Copy every line of the following data that includes the string "three".

(Task inputs)

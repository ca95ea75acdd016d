//! Block-range reads: bucketing, replay order and integrity checks.

use alloy_primitives::{Address, Bytes, B256, U256};
use alloy_sol_types::{SolCall, SolEvent, SolValue};
use zkevm_sync_etherman::{
    test_utils::{block, event_log, transaction, MockL1Rpc},
    Etherman, EthermanConfig, EthermanError, FilterLogError, L1ContractAddresses,
};
use zkevm_sync_l1::abi::{
    calls::{etrog, views},
    logs::{exit_root, legacy, rollup},
};
use zkevm_sync_primitives::{EventOrder, GlobalExitRoot, Order};

const CHAIN_ID: u64 = 1337;
const ROLLUP_ID: u32 = 1;

fn contracts() -> L1ContractAddresses {
    L1ContractAddresses {
        zkevm: Address::with_last_byte(0xaa),
        rollup_manager: Address::with_last_byte(0xbb),
        global_exit_root_manager: Address::with_last_byte(0xcc),
    }
}

fn mock() -> MockL1Rpc {
    let mut mock = MockL1Rpc::new(CHAIN_ID);
    mock.set_call_return(
        contracts().rollup_manager,
        views::rollupAddressToIDCall::SELECTOR,
        ROLLUP_ID.abi_encode().into(),
    );
    mock
}

async fn client(mock: MockL1Rpc, parallel: bool) -> Etherman<MockL1Rpc> {
    let mut config = EthermanConfig::new("http://localhost:8545".into(), contracts());
    config.parallel_block_requests = parallel;
    Etherman::new(mock, config, None).await.expect("client construction")
}

/// One block with, in log order, an info tree update, a three-batch
/// sequence and a legacy trusted verification.
fn scripted_mock() -> (MockL1Rpc, B256) {
    let mut mock = mock();

    let block_hash = B256::with_last_byte(0x10);
    let parent_hash = B256::with_last_byte(0x0f);
    let blk = block(100, block_hash, parent_hash, 1_000);
    mock.add_block(blk.clone());

    // log 0: UpdateL1InfoTree.
    let info_tree = exit_root::UpdateL1InfoTree {
        mainnetExitRoot: B256::with_last_byte(1),
        rollupExitRoot: B256::with_last_byte(2),
    };
    mock.logs.push(event_log(
        contracts().global_exit_root_manager,
        info_tree.encode_log_data(),
        &blk,
        B256::with_last_byte(0x21),
        0,
        0,
    ));

    // log 1: SequenceBatches over three etrog batches.
    let sequencer = Address::with_last_byte(0x51);
    let seq_tx_hash = B256::with_last_byte(0x22);
    let calldata = etrog::sequenceBatchesCall {
        batches: vec![
            etrog::PolygonRollupBaseEtrogBatchData {
                transactions: Bytes::from_static(&[0x0b, 0x01]),
                ..Default::default()
            },
            etrog::PolygonRollupBaseEtrogBatchData::default(),
            etrog::PolygonRollupBaseEtrogBatchData::default(),
        ],
        l2Coinbase: sequencer,
    }
    .abi_encode();
    mock.add_transaction(
        block_hash,
        1,
        transaction(seq_tx_hash, sequencer, 7, calldata.into()),
    );
    let sequence = rollup::SequenceBatches { numBatch: 3, l1InfoRoot: B256::with_last_byte(9) };
    mock.logs.push(event_log(
        contracts().zkevm,
        sequence.encode_log_data(),
        &blk,
        seq_tx_hash,
        1,
        1,
    ));

    // log 2: legacy VerifyBatchesTrustedAggregator.
    let verify = legacy::VerifyBatchesTrustedAggregator {
        numBatch: 3,
        stateRoot: B256::with_last_byte(0x77),
        aggregator: Address::with_last_byte(0x61),
    };
    mock.logs.push(event_log(
        contracts().rollup_manager,
        verify.encode_log_data(),
        &blk,
        B256::with_last_byte(0x23),
        2,
        2,
    ));

    (mock, block_hash)
}

#[tokio::test]
async fn replay_order_follows_log_order() -> eyre::Result<()> {
    for parallel in [false, true] {
        let (mock, block_hash) = scripted_mock();
        let etherman = client(mock, parallel).await;

        let info = etherman.rollup_info_by_block_range(100, Some(100)).await?;

        assert_eq!(info.blocks.len(), 1);
        let block = &info.blocks[0];
        assert_eq!(block.block_number, 100);
        assert_eq!(block.block_hash, block_hash);
        assert_eq!(block.received_at, 1_000);

        assert_eq!(
            info.order[&block_hash],
            vec![
                Order::new(EventOrder::L1InfoTree, 0),
                Order::new(EventOrder::SequenceBatches, 0),
                Order::new(EventOrder::TrustedVerifyBatch, 0),
            ],
        );

        // ordering entries cover exactly the records attached to the block.
        assert_eq!(info.order[&block_hash].len(), block.event_count());

        let group = &block.sequenced_batches[0];
        assert_eq!(
            group.iter().map(|batch| batch.batch_number).collect::<Vec<_>>(),
            vec![1, 2, 3],
        );
        assert_eq!(group[0].nonce, 7);

        let leaf = &block.l1_info_tree[0];
        assert_eq!(leaf.previous_block_hash, block.parent_hash);
        assert_eq!(leaf.timestamp, 1_000);
        assert_eq!(
            leaf.global_exit_root,
            GlobalExitRoot::compute(B256::with_last_byte(1), B256::with_last_byte(2)),
        );

        assert_eq!(block.verified_batches[0].batch_number, 3);
        assert_eq!(block.verified_batches[0].aggregator, Address::with_last_byte(0x61));
    }
    Ok(())
}

#[tokio::test]
async fn rereading_a_range_is_idempotent() -> eyre::Result<()> {
    let (mock, _) = scripted_mock();
    let etherman = client(mock, false).await;

    let first = etherman.rollup_info_by_block_range(100, Some(100)).await?;
    let second = etherman.rollup_info_by_block_range(100, Some(100)).await?;

    assert_eq!(first.blocks, second.blocks);
    assert_eq!(first.order, second.order);
    Ok(())
}

#[tokio::test]
async fn events_of_distinct_blocks_open_distinct_buckets() -> eyre::Result<()> {
    let mut mock = mock();

    let first = block(100, B256::with_last_byte(0x10), B256::with_last_byte(0x0f), 1_000);
    let second = block(101, B256::with_last_byte(0x11), B256::with_last_byte(0x10), 1_012);
    mock.add_block(first.clone());
    mock.add_block(second.clone());

    let update = exit_root::UpdateL1InfoTree {
        mainnetExitRoot: B256::with_last_byte(1),
        rollupExitRoot: B256::with_last_byte(2),
    };
    for (i, blk) in [&first, &second, &second].into_iter().enumerate() {
        mock.logs.push(event_log(
            contracts().global_exit_root_manager,
            update.clone().encode_log_data(),
            blk,
            B256::with_last_byte(0x30 + i as u8),
            i as u64,
            i as u64,
        ));
    }

    let etherman = client(mock, false).await;
    let info = etherman.rollup_info_by_block_range(100, Some(101)).await?;

    assert_eq!(info.blocks.len(), 2);
    assert_eq!(info.blocks[0].l1_info_tree.len(), 1);
    assert_eq!(info.blocks[1].l1_info_tree.len(), 2);
    assert_eq!(
        info.order[&second.header.hash],
        vec![Order::new(EventOrder::L1InfoTree, 0), Order::new(EventOrder::L1InfoTree, 1)],
    );
    for block in &info.blocks {
        assert_eq!(info.order[&block.block_hash].len(), block.event_count());
    }
    Ok(())
}

#[tokio::test]
async fn an_event_older_than_the_tail_is_fatal() {
    let mut mock = mock();

    let newer = block(101, B256::with_last_byte(0x11), B256::with_last_byte(0x10), 1_012);
    let older = block(100, B256::with_last_byte(0x10), B256::with_last_byte(0x0f), 1_000);
    mock.add_block(newer.clone());
    mock.add_block(older.clone());

    let update = exit_root::UpdateL1InfoTree {
        mainnetExitRoot: B256::ZERO,
        rollupExitRoot: B256::ZERO,
    };
    mock.logs.push(event_log(
        contracts().global_exit_root_manager,
        update.clone().encode_log_data(),
        &newer,
        B256::with_last_byte(0x31),
        0,
        0,
    ));
    mock.logs.push(event_log(
        contracts().global_exit_root_manager,
        update.encode_log_data(),
        &older,
        B256::with_last_byte(0x32),
        0,
        1,
    ));

    let etherman = client(mock, false).await;
    let err = etherman.rollup_info_by_block_range(100, Some(101)).await.unwrap_err();
    assert!(matches!(err, EthermanError::EventOrdering { block_number: 100, .. }));
}

#[tokio::test]
async fn unregistered_topics_are_skipped() -> eyre::Result<()> {
    let mut mock = mock();
    let blk = block(100, B256::with_last_byte(0x10), B256::with_last_byte(0x0f), 1_000);
    mock.add_block(blk.clone());

    let foreign = alloy_primitives::LogData::new_unchecked(
        vec![B256::with_last_byte(0xfe)],
        Bytes::new(),
    );
    mock.logs.push(event_log(
        contracts().zkevm,
        foreign,
        &blk,
        B256::with_last_byte(0x21),
        0,
        0,
    ));

    let etherman = client(mock, false).await;
    let info = etherman.rollup_info_by_block_range(100, Some(100)).await?;

    assert!(info.blocks.is_empty());
    assert!(info.order.is_empty());
    Ok(())
}

#[tokio::test]
async fn forced_batch_data_comes_from_calldata_when_the_sequencer_sent_it() -> eyre::Result<()> {
    let sequencer = Address::with_last_byte(0x51);
    let calldata_txs = Bytes::from_static(&[0x0b, 0xaa, 0xbb]);
    let event_txs = Bytes::from_static(&[0x0b, 0x01]);

    for (sender, expected) in
        [(sequencer, calldata_txs.clone()), (Address::with_last_byte(0x52), event_txs.clone())]
    {
        let mut mock = mock();
        let blk = block(100, B256::with_last_byte(0x10), B256::with_last_byte(0x0f), 1_000);
        mock.add_block(blk.clone());

        let tx_hash = B256::with_last_byte(0x21);
        let calldata = etrog::forceBatchCall {
            transactions: calldata_txs.clone(),
            polAmount: U256::from(1u64),
        }
        .abi_encode();
        mock.add_transaction(blk.header.hash, 0, transaction(tx_hash, sender, 1, calldata.into()));

        let force = rollup::ForceBatch {
            forceBatchNum: 8,
            lastGlobalExitRoot: B256::with_last_byte(5),
            sequencer,
            transactions: event_txs.clone(),
        };
        mock.logs.push(event_log(
            contracts().zkevm,
            force.encode_log_data(),
            &blk,
            tx_hash,
            0,
            0,
        ));

        let etherman = client(mock, false).await;
        let info = etherman.rollup_info_by_block_range(100, Some(100)).await?;

        let forced = &info.blocks[0].forced_batches[0];
        assert_eq!(forced.forced_batch_number, 8);
        assert_eq!(forced.raw_txs_data, expected);
        assert_eq!(forced.forced_at, 1_000);
        assert_eq!(
            info.order[&blk.header.hash],
            vec![Order::new(EventOrder::ForcedBatches, 0)],
        );
    }
    Ok(())
}

#[tokio::test]
async fn a_transaction_hash_mismatch_is_fatal() {
    let mut mock = mock();
    let blk = block(100, B256::with_last_byte(0x10), B256::with_last_byte(0x0f), 1_000);
    mock.add_block(blk.clone());

    let sequencer = Address::with_last_byte(0x51);
    let calldata = etrog::sequenceBatchesCall {
        batches: vec![etrog::PolygonRollupBaseEtrogBatchData::default()],
        l2Coinbase: sequencer,
    }
    .abi_encode();
    // the transaction at the log's index hashes differently than the log.
    mock.add_transaction(
        blk.header.hash,
        0,
        transaction(B256::with_last_byte(0x99), sequencer, 1, calldata.into()),
    );

    let sequence = rollup::SequenceBatches { numBatch: 2, l1InfoRoot: B256::ZERO };
    mock.logs.push(event_log(
        contracts().zkevm,
        sequence.encode_log_data(),
        &blk,
        B256::with_last_byte(0x22),
        0,
        0,
    ));

    let etherman = client(mock, false).await;
    let err = etherman.rollup_info_by_block_range(100, Some(100)).await.unwrap_err();
    assert!(matches!(
        err,
        EthermanError::Logs(FilterLogError::TransactionHashMismatch { .. }),
    ));
}

#[tokio::test]
async fn an_initial_sequence_event_skips_calldata_decoding() -> eyre::Result<()> {
    let mut mock = mock();
    let blk = block(100, B256::with_last_byte(0x10), B256::with_last_byte(0x0f), 1_000);
    mock.add_block(blk.clone());

    let sequencer = Address::with_last_byte(0x51);
    let tx_hash = B256::with_last_byte(0x21);
    // calldata deliberately not a sequencing method: it must not be decoded.
    mock.add_transaction(
        blk.header.hash,
        0,
        transaction(tx_hash, sequencer, 4, Bytes::from_static(&[0xde, 0xad, 0xbe, 0xef])),
    );

    let sequence = rollup::SequenceBatches { numBatch: 1, l1InfoRoot: B256::ZERO };
    mock.logs.push(event_log(
        contracts().zkevm,
        sequence.encode_log_data(),
        &blk,
        tx_hash,
        0,
        0,
    ));

    let etherman = client(mock, false).await;
    let info = etherman.rollup_info_by_block_range(100, Some(100)).await?;

    let group = &info.blocks[0].sequenced_batches[0];
    assert_eq!(group.len(), 1);
    assert_eq!(group[0].batch_number, 1);
    assert_eq!(group[0].sequencer, sequencer);
    assert_eq!(group[0].nonce, 4);
    assert!(group[0].data.is_none());
    Ok(())
}

/// Serves a fixed byte string for any commitment it is asked about.
#[derive(Debug)]
struct FixedDa(Bytes);

#[async_trait::async_trait]
impl zkevm_sync_l1::DataAvailabilityProvider for FixedDa {
    async fn batch_transactions(
        &self,
        _batch_number: u64,
        _commitment: B256,
        _data_availability_msg: &Bytes,
    ) -> Result<Bytes, zkevm_sync_l1::DataAvailabilityError> {
        Ok(self.0.clone())
    }
}

#[tokio::test]
async fn validium_sequences_carry_resolved_transactions() -> eyre::Result<()> {
    use zkevm_sync_l1::abi::calls::validium;
    use zkevm_sync_primitives::BatchData;

    let mut mock = mock();
    let blk = block(100, B256::with_last_byte(0x10), B256::with_last_byte(0x0f), 1_000);
    mock.add_block(blk.clone());

    let sequencer = Address::with_last_byte(0x51);
    let tx_hash = B256::with_last_byte(0x21);
    let calldata = validium::sequenceBatchesValidiumCall {
        batches: vec![validium::ValidiumBatchData {
            transactionsHash: B256::with_last_byte(0x71),
            forcedGlobalExitRoot: B256::ZERO,
            forcedTimestamp: 0,
            forcedBlockHashL1: B256::ZERO,
        }],
        l2Coinbase: sequencer,
        dataAvailabilityMessage: Bytes::new(),
    }
    .abi_encode();
    mock.add_transaction(blk.header.hash, 0, transaction(tx_hash, sequencer, 2, calldata.into()));

    let sequence = rollup::SequenceBatches { numBatch: 4, l1InfoRoot: B256::with_last_byte(9) };
    mock.logs.push(event_log(
        contracts().zkevm,
        sequence.encode_log_data(),
        &blk,
        tx_hash,
        0,
        0,
    ));

    let resolved = Bytes::from_static(&[0x0b, 0x42]);
    let mut config = EthermanConfig::new("http://localhost:8545".into(), contracts());
    config.validium_enabled = true;
    let etherman =
        Etherman::new(mock, config, Some(std::sync::Arc::new(FixedDa(resolved.clone()))))
            .await
            .expect("client construction");

    let info = etherman.rollup_info_by_block_range(100, Some(100)).await?;

    let group = &info.blocks[0].sequenced_batches[0];
    assert_eq!(group.len(), 1);
    assert_eq!(group[0].batch_number, 4);
    let Some(BatchData::Etrog(batch)) = &group[0].data else {
        panic!("expected etrog batch data");
    };
    assert_eq!(batch.transactions, resolved);
    Ok(())
}

#[tokio::test]
async fn the_info_tree_bootstrap_filter_only_yields_leaf_updates() -> eyre::Result<()> {
    let (mock, block_hash) = scripted_mock();
    let etherman = client(mock, false).await;

    let info = etherman.rollup_info_previous_genesis(100, Some(100)).await?;

    assert_eq!(info.blocks.len(), 1);
    assert_eq!(info.blocks[0].l1_info_tree.len(), 1);
    assert!(info.blocks[0].sequenced_batches.is_empty());
    assert!(info.blocks[0].verified_batches.is_empty());
    assert_eq!(info.order[&block_hash], vec![Order::new(EventOrder::L1InfoTree, 0)]);
    Ok(())
}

(End Task inputs)

# Answer box:
/// One block with, in log order, an info tree update, a three-batch
    // log 1: SequenceBatches over three etrog batches.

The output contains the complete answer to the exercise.